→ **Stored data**
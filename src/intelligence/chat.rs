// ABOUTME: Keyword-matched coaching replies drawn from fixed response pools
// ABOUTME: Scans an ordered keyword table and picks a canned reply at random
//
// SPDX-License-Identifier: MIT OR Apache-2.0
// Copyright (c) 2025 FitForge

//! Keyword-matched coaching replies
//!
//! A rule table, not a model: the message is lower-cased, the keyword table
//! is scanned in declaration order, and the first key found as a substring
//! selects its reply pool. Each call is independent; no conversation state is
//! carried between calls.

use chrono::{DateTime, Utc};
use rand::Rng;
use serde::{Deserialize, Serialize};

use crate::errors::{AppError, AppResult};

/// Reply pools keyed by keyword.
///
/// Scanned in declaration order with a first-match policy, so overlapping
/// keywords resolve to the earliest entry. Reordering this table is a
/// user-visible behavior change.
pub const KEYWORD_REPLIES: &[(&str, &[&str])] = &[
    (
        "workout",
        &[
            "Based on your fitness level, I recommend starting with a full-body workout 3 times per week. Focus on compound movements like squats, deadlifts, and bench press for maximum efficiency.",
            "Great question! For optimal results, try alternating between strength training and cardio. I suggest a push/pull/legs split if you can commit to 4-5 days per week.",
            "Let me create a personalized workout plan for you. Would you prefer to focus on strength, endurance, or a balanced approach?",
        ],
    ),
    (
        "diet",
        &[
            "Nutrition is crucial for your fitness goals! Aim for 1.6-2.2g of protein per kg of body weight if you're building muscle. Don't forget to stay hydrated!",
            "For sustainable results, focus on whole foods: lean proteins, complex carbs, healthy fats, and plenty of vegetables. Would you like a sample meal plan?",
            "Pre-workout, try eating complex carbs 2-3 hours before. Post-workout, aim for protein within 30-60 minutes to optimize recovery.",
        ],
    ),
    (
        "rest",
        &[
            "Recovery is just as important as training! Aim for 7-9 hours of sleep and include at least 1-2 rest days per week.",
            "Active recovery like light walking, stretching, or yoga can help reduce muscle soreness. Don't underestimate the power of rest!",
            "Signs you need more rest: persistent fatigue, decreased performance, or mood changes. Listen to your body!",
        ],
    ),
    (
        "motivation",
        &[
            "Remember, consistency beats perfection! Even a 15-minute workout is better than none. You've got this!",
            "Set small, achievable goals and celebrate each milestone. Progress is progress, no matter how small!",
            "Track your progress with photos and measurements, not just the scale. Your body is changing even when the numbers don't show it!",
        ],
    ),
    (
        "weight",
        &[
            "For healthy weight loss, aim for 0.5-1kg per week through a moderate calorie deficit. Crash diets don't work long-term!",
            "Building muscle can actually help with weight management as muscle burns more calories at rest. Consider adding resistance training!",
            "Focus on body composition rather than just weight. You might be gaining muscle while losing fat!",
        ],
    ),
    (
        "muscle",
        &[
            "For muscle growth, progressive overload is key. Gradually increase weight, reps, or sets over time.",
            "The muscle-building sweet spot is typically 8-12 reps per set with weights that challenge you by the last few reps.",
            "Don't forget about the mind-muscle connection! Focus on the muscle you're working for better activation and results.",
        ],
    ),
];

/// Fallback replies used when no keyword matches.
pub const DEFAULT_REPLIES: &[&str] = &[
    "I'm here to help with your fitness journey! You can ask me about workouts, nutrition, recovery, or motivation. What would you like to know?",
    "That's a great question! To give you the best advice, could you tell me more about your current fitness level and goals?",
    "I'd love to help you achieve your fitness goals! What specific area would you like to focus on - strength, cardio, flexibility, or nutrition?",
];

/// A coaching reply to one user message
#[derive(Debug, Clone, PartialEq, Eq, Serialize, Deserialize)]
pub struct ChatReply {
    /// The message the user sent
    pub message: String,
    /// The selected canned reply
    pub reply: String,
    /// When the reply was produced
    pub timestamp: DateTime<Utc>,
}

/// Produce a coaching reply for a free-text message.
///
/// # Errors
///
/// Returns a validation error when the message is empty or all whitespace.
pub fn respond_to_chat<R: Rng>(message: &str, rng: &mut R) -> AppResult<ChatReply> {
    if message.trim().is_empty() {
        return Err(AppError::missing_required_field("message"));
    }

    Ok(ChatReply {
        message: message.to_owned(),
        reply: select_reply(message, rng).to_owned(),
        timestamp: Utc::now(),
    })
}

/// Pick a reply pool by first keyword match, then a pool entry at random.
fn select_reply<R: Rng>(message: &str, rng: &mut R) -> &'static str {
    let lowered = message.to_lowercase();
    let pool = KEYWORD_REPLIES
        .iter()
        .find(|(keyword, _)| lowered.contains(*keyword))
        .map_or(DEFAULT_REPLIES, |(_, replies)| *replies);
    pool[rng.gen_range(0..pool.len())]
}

→ **WORK TO COMPLETE**
Return the records given above in their entirety, word for word.

→ **OUTPUT OF THE TASK**
filename src/intelligence/chat.rs
// ABOUTME: Keyword-matched coaching replies drawn from fixed response pools
// ABOUTME: Scans an ordered keyword table and picks a canned reply at random
//
// SPDX-License-Identifier: MIT OR Apache-2.0
// Copyright (c) 2025 FitForge

//! Keyword-matched coaching replies
//!
//! A rule table, not a model: the message is lower-cased, the keyword table
//! is scanned in declaration order, and the first key found as a substring
//! selects its reply pool. Each call is independent; no conversation state is
//! carried between calls.

use chrono::{DateTime, Utc};
use rand::Rng;
use serde::{Deserialize, Serialize};

use crate::errors::{AppError, AppResult};

/// Reply pools keyed by keyword.
///
/// Scanned in declaration order with a first-match policy, so overlapping
/// keywords resolve to the earliest entry. Reordering this table is a
/// user-visible behavior change.
pub const KEYWORD_REPLIES: &[(&str, &[&str])] = &[
    (
        "workout",
        &[
            "Based on your fitness level, I recommend starting with a full-body workout 3 times per week. Focus on compound movements like squats, deadlifts, and bench press for maximum efficiency.",
            "Great question! For optimal results, try alternating between strength training and cardio. I suggest a push/pull/legs split if you can commit to 4-5 days per week.",
            "Let me create a personalized workout plan for you. Would you prefer to focus on strength, endurance, or a balanced approach?",
        ],
    ),
    (
        "diet",
        &[
            "Nutrition is crucial for your fitness goals! Aim for 1.6-2.2g of protein per kg of body weight if you're building muscle. Don't forget to stay hydrated!",
            "For sustainable results, focus on whole foods: lean proteins, complex carbs, healthy fats, and plenty of vegetables. Would you like a sample meal plan?",
            "Pre-workout, try eating complex carbs 2-3 hours before. Post-workout, aim for protein within 30-60 minutes to optimize recovery.",
        ],
    ),
    (
        "rest",
        &[
            "Recovery is just as important as training! Aim for 7-9 hours of sleep and include at least 1-2 rest days per week.",
            "Active recovery like light walking, stretching, or yoga can help reduce muscle soreness. Don't underestimate the power of rest!",
            "Signs you need more rest: persistent fatigue, decreased performance, or mood changes. Listen to your body!",
        ],
    ),
    (
        "motivation",
        &[
            "Remember, consistency beats perfection! Even a 15-minute workout is better than none. You've got this!",
            "Set small, achievable goals and celebrate each milestone. Progress is progress, no matter how small!",
            "Track your progress with photos and measurements, not just the scale. Your body is changing even when the numbers don't show it!",
        ],
    ),
    (
        "weight",
        &[
            "For healthy weight loss, aim for 0.5-1kg per week through a moderate calorie deficit. Crash diets don't work long-term!",
            "Building muscle can actually help with weight management as muscle burns more calories at rest. Consider adding resistance training!",
            "Focus on body composition rather than just weight. You might be gaining muscle while losing fat!",
        ],
    ),
    (
        "muscle",
        &[
            "For muscle growth, progressive overload is key. Gradually increase weight, reps, or sets over time.",
            "The muscle-building sweet spot is typically 8-12 reps per set with weights that challenge you by the last few reps.",
            "Don't forget about the mind-muscle connection! Focus on the muscle you're working for better activation and results.",
        ],
    ),
];

/// Fallback replies used when no keyword matches.
pub const DEFAULT_REPLIES: &[&str] = &[
    "I'm here to help with your fitness journey! You can ask me about workouts, nutrition, recovery, or motivation. What would you like to know?",
    "That's a great question! To give you the best advice, could you tell me more about your current fitness level and goals?",
    "I'd love to help you achieve your fitness goals! What specific area would you like to focus on - strength, cardio, flexibility, or nutrition?",
];

/// A coaching reply to one user message
#[derive(Debug, Clone, PartialEq, Eq, Serialize, Deserialize)]
pub struct ChatReply {
    /// The message the user sent
    pub message: String,
    /// The selected canned reply
    pub reply: String,
    /// When the reply was produced
    pub timestamp: DateTime<Utc>,
}

/// Produce a coaching reply for a free-text message.
///
/// # Errors
///
/// Returns a validation error when the message is empty or all whitespace.
pub fn respond_to_chat<R: Rng>(message: &str, rng: &mut R) -> AppResult<ChatReply> {
    if message.trim().is_empty() {
        return Err(AppError::missing_required_field("message"));
    }

    Ok(ChatReply {
        message: message.to_owned(),
        reply: select_reply(message, rng).to_owned(),
        timestamp: Utc::now(),
    })
}

/// Pick a reply pool by first keyword match, then a pool entry at random.
fn select_reply<R: Rng>(message: &str, rng: &mut R) -> &'static str {
    let lowered = message.to_lowercase();
    let pool = KEYWORD_REPLIES
        .iter()
        .find(|(keyword, _)| lowered.contains(*keyword))
        .map_or(DEFAULT_REPLIES, |(_, replies)| *replies);
    pool[rng.gen_range(0..pool.len())]
}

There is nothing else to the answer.